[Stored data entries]
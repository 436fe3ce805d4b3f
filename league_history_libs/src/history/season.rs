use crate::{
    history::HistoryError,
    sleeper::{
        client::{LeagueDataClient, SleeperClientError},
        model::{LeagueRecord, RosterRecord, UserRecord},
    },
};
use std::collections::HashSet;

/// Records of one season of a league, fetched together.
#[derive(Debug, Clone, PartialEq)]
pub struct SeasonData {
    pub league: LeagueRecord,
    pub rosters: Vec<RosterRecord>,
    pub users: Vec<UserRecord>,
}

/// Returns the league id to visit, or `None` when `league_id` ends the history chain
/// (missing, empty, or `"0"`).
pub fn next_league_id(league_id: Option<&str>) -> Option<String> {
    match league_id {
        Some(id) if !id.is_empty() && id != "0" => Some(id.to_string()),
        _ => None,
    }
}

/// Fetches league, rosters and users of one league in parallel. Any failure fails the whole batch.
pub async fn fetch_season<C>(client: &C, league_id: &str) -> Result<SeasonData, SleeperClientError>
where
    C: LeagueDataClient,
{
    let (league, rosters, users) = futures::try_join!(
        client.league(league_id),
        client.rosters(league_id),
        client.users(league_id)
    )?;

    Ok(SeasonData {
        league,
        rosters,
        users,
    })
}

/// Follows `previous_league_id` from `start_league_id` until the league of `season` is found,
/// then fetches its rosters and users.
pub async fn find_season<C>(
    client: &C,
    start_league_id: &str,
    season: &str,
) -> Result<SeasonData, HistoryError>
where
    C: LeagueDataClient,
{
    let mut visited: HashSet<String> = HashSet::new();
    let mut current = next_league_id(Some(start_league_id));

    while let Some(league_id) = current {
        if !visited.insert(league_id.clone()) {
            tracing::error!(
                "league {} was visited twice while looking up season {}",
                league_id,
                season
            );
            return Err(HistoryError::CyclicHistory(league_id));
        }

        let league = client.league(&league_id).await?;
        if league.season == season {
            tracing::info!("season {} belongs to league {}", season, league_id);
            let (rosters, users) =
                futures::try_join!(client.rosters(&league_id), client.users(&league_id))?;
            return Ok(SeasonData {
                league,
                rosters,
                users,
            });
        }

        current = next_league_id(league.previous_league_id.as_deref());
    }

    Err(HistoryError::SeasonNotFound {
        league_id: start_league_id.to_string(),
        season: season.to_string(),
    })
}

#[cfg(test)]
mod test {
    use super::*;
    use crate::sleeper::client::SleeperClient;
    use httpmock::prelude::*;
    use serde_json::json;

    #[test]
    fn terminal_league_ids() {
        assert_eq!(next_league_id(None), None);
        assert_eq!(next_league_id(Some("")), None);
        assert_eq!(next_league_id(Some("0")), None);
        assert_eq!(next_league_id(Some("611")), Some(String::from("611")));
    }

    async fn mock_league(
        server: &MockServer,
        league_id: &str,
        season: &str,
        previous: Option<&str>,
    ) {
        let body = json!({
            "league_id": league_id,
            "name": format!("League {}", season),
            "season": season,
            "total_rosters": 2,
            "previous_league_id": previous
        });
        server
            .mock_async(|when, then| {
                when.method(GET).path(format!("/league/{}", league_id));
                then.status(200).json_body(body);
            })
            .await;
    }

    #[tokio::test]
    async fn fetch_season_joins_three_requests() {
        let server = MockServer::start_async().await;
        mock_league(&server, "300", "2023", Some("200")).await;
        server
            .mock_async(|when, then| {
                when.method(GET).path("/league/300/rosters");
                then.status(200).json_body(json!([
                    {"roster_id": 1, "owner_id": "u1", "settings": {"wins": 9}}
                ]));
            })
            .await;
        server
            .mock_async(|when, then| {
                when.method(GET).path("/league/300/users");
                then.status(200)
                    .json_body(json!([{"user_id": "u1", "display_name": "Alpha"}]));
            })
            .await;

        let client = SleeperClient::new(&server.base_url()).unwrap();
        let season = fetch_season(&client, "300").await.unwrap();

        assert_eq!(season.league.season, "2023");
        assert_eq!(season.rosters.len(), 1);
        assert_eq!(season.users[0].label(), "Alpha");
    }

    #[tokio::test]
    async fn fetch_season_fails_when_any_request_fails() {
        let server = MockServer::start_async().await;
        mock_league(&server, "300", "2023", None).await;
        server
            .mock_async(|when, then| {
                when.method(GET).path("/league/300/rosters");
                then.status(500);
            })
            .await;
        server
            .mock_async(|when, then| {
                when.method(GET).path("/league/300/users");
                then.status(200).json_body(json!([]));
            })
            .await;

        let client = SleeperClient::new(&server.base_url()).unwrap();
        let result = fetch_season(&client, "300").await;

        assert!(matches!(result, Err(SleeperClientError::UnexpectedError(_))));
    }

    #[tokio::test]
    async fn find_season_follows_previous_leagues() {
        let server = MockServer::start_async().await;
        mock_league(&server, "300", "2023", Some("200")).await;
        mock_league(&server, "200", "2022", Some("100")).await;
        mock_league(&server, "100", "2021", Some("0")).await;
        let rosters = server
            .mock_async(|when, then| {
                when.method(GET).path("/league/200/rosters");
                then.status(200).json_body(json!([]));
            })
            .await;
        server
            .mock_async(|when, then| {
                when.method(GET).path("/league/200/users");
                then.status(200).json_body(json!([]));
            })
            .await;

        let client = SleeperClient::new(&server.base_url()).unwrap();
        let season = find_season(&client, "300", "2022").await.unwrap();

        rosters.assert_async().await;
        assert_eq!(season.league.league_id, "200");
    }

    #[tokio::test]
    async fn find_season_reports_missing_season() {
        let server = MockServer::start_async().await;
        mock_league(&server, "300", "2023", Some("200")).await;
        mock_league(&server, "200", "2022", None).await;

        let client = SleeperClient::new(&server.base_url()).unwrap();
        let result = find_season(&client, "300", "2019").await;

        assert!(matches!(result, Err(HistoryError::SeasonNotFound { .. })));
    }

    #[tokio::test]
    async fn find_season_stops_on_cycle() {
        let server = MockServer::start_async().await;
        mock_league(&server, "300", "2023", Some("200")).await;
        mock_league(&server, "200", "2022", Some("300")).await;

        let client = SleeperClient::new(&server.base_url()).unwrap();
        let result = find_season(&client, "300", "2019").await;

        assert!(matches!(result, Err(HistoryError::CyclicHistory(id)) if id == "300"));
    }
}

---

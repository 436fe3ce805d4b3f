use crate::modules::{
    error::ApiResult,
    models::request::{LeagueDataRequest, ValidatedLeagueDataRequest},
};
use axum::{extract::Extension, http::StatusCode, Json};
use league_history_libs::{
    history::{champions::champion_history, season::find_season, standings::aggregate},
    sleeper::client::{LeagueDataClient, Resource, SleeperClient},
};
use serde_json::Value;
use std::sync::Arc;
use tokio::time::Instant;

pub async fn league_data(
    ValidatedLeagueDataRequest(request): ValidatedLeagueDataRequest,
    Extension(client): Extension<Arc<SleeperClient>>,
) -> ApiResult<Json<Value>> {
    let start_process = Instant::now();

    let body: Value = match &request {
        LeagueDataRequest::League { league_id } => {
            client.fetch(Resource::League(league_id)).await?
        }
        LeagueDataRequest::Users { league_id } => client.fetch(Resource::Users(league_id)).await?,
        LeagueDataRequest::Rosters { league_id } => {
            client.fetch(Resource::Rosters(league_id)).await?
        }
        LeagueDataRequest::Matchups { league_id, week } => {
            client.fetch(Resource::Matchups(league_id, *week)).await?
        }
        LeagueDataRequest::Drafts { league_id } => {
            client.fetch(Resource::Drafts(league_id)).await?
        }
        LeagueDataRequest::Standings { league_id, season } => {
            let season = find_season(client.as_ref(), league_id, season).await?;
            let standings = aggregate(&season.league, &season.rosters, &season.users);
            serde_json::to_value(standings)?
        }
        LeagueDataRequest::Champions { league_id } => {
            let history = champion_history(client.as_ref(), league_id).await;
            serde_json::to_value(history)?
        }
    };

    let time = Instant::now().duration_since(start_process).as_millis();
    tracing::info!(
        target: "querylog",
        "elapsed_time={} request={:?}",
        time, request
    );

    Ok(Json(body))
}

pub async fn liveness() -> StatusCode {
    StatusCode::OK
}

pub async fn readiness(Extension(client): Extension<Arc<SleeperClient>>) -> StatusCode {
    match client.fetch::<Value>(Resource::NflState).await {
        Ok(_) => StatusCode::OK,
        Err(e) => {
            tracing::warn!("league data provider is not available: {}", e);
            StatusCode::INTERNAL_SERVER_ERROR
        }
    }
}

▶ **EXERCISE AIM**:
Note each line above that holds "Matchups", then copy all of them.

▶ **SOLUTION**:
        LeagueDataRequest::Matchups { league_id, week } => {
            client.fetch(Resource::Matchups(league_id, *week)).await?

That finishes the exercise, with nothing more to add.